COLONEL PRUETT:  Are you speaking from a positive viewpoint or negative?

MR. SEGAL:  It is dubious as to whether it can produce any kind of conclusive --

MR. KEARNS:  From a negative standpoint it is usually --

MR. SEGAL:  You might distinguish an animal hair from a human hair. Again, I would like to know -- and you don't have to do it now if you don't want to -- give us what are of the human body. I think that makes some difference.

MR. KEARNS:  There is something we can find out if it makes a difference.

MR. SEGAL:  Maybe. I hate to think about the whole procedure.

MR. KEARNS:  How about, Dr. MacDonald, I got word to you about an interview with your mother and brother. Can you set that up for us in the near future, do you think? I got the word back.

DR. MACDONALD:  Who told you that, Freddie?

MR. KEARNS:  Not that you would discuss it with me.

DR. MACDONALD:  Apparently, Freddie said that I would give them an answer today.

MR. KEARNS:  I may have misunderstood. Let me tell you what happened. I didn't want to call you at work. I was out on the Island. I tried to call you at home, and there was no answer, so I asked Mr. Kassab if he would let you know that I would like to talk to your mother and Jay, and see if you could set it up for me. Then he called back and said, "Dr. MacDonald said he is going to see you Saturday." So he assumed that we were going to discuss it.

COLONEL PRUETT:  We would like to get your mother's fingerprints, doctor. I know it is a delicate thing to do.

DR. MACDONALD:  I will tell you, she is very, very rocky right now. I am having a tough time holding her together. I really mean it. I am talking about a nervous breakdown.

MR. KEARNS:  That is why we are asking you.

MR. SEGAL:  What is it? You want an interview with Mrs. MacDonald, and you want Captain MacDonald's brother? Prior to you mentioning it now, we never heard that request, and I will have to advise you now, I won't decide myself. You understand that I obviously have to talk to people about it, how they feel.

COLONEL PRUETT:  I will give you a call.

MR. SEGAL:  Yes, give us at least a week, though.

COLONEL PRUETT:  I also asked previously if you have any letters or investigative leads. When you get the chance to, would you get something together?

MR. SEGAL:  All right.

MR. KEARNS:  Would you make a note on those photos of the ring, also?

MR. SEGAL:  I have already made a notation.

COLONEL PRUETT:  Now, the Rorschach tests, if you want to obtain them, we will send it to you in writing. The purpose, and who is going to review them.

MR. SEGAL:  Yes, please, if you are going to have a qualified psychiatrist, I would like him to send us a letter in writing.

DR. MACDONALD:  That's already been done. I don't understand it.

MR. SEGAL:  I am willing to see what a physician has to say about it.

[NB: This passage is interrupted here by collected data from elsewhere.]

//! Where volumes and their titles come from
//!
//! Renderers accept either an in-memory [`Volume`] or a path. Paths are
//! resolved through a [`VolumeLoader`], and default titles are built from
//! a [`FileMetadata`] provider, so both can be swapped for fakes in tests.

use std::borrow::Cow;
use std::path::{Path, PathBuf};

use chrono::{DateTime, Local};

use crate::error::{QcError, QcResult};
use crate::nifti_io::read_nifti_file;
use crate::volume::Volume;

/// A volume given either directly or by file path
#[derive(Debug, Clone, PartialEq)]
pub enum VolumeInput {
    Path(PathBuf),
    Memory(Volume),
}

impl VolumeInput {
    /// The source path, if the volume lives on disk
    pub fn path(&self) -> Option<&Path> {
        match self {
            VolumeInput::Path(p) => Some(p),
            VolumeInput::Memory(_) => None,
        }
    }

    /// Borrow the in-memory volume or load it through `loader`
    pub fn resolve<L: VolumeLoader + ?Sized>(&self, loader: &L) -> QcResult<Cow<'_, Volume>> {
        match self {
            VolumeInput::Memory(v) => Ok(Cow::Borrowed(v)),
            VolumeInput::Path(p) => loader.load(p).map(Cow::Owned),
        }
    }
}

impl From<Volume> for VolumeInput {
    fn from(v: Volume) -> Self {
        VolumeInput::Memory(v)
    }
}

impl From<PathBuf> for VolumeInput {
    fn from(p: PathBuf) -> Self {
        VolumeInput::Path(p)
    }
}

impl From<&Path> for VolumeInput {
    fn from(p: &Path) -> Self {
        VolumeInput::Path(p.to_path_buf())
    }
}

impl From<&str> for VolumeInput {
    fn from(p: &str) -> Self {
        VolumeInput::Path(PathBuf::from(p))
    }
}

/// Loads volumes from paths
pub trait VolumeLoader {
    fn load(&self, path: &Path) -> QcResult<Volume>;
}

/// Loads `.nii` / `.nii.gz` files
#[derive(Debug, Clone, Copy, Default)]
pub struct NiftiLoader;

impl VolumeLoader for NiftiLoader {
    fn load(&self, path: &Path) -> QcResult<Volume> {
        read_nifti_file(path)
    }
}

/// Display name and modification time of a file
#[derive(Debug, Clone, PartialEq)]
pub struct FileInfo {
    pub name: String,
    pub modified: DateTime<Local>,
}

/// Looks up display metadata for a path
pub trait FileMetadata {
    fn describe(&self, path: &Path) -> QcResult<FileInfo>;
}

/// Reads metadata from the filesystem
#[derive(Debug, Clone, Copy, Default)]
pub struct FsMetadata;

impl FileMetadata for FsMetadata {
    fn describe(&self, path: &Path) -> QcResult<FileInfo> {
        let name = path
            .file_name()
            .map(|n| n.to_string_lossy().into_owned())
            .ok_or(QcError::MissingTitleSource)?;
        let modified = std::fs::metadata(path)
            .and_then(|m| m.modified())
            .map_err(|e| QcError::io(path, e))?;
        Ok(FileInfo { name, modified: DateTime::<Local>::from(modified) })
    }
}

/// Timestamp in C `ctime` layout, e.g. `Fri Jan  5 09:03:07 2024`
pub fn format_ctime(t: &DateTime<Local>) -> String {
    t.format("%a %b %e %H:%M:%S %Y").to_string()
}

/// `"<file name> (last modified: <ctime>)"` for a path-backed input
///
/// Fails with `MissingTitleSource` for in-memory volumes.
pub fn default_title<M: FileMetadata + ?Sized>(input: &VolumeInput, metadata: &M) -> QcResult<String> {
    let path = input.path().ok_or(QcError::MissingTitleSource)?;
    let info = metadata.describe(path)?;
    Ok(format!("{} (last modified: {})", info.name, format_ctime(&info.modified)))
}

DR. MACDONALD:  Three of them, including a dream researcher, whatever the hell that is. He testified at the -- I was watching. The dream surgeon testified down at Mai Lai.

COLONEL PRUETT:  I don't have anything else at this time that I would like to ask, unless you do.

MR. KEARNS:  Do you have a drawing of the wounds on Dr. MacDonald?

MR. SEGAL:  We have a sketch in the files.

COLONEL PRUETT:  That would help us clarify some of the testimony. In our whole investigation, all these questions come up. If we have the most accurate investigation, we could do the job. Even if you don't want to give it to us, we have to ask you for it.

MR. SEGAL:  We will consider a request for making available to you the drawing of the wounds.

HEARING ADJOURNED
Webmaster note: 
The original stenographer's misspellings of Barnie, Connelly, Christine, Christy, Chris, Caine, Qwanik, Gremlin, Fish, McGinn, Mika, Polk, Korman, Benny, Joe, DiDion, Violeta and Dalphid were corrected to Bernie, Connolly, Kristen, Kristy, Kris, Kane, Kriwanek, Grebner, Fisher, McGann, Mica, Paulk, corpsmen, Bennie, Jo, Didion, Violetta and Douthat, respectively, in this transcript.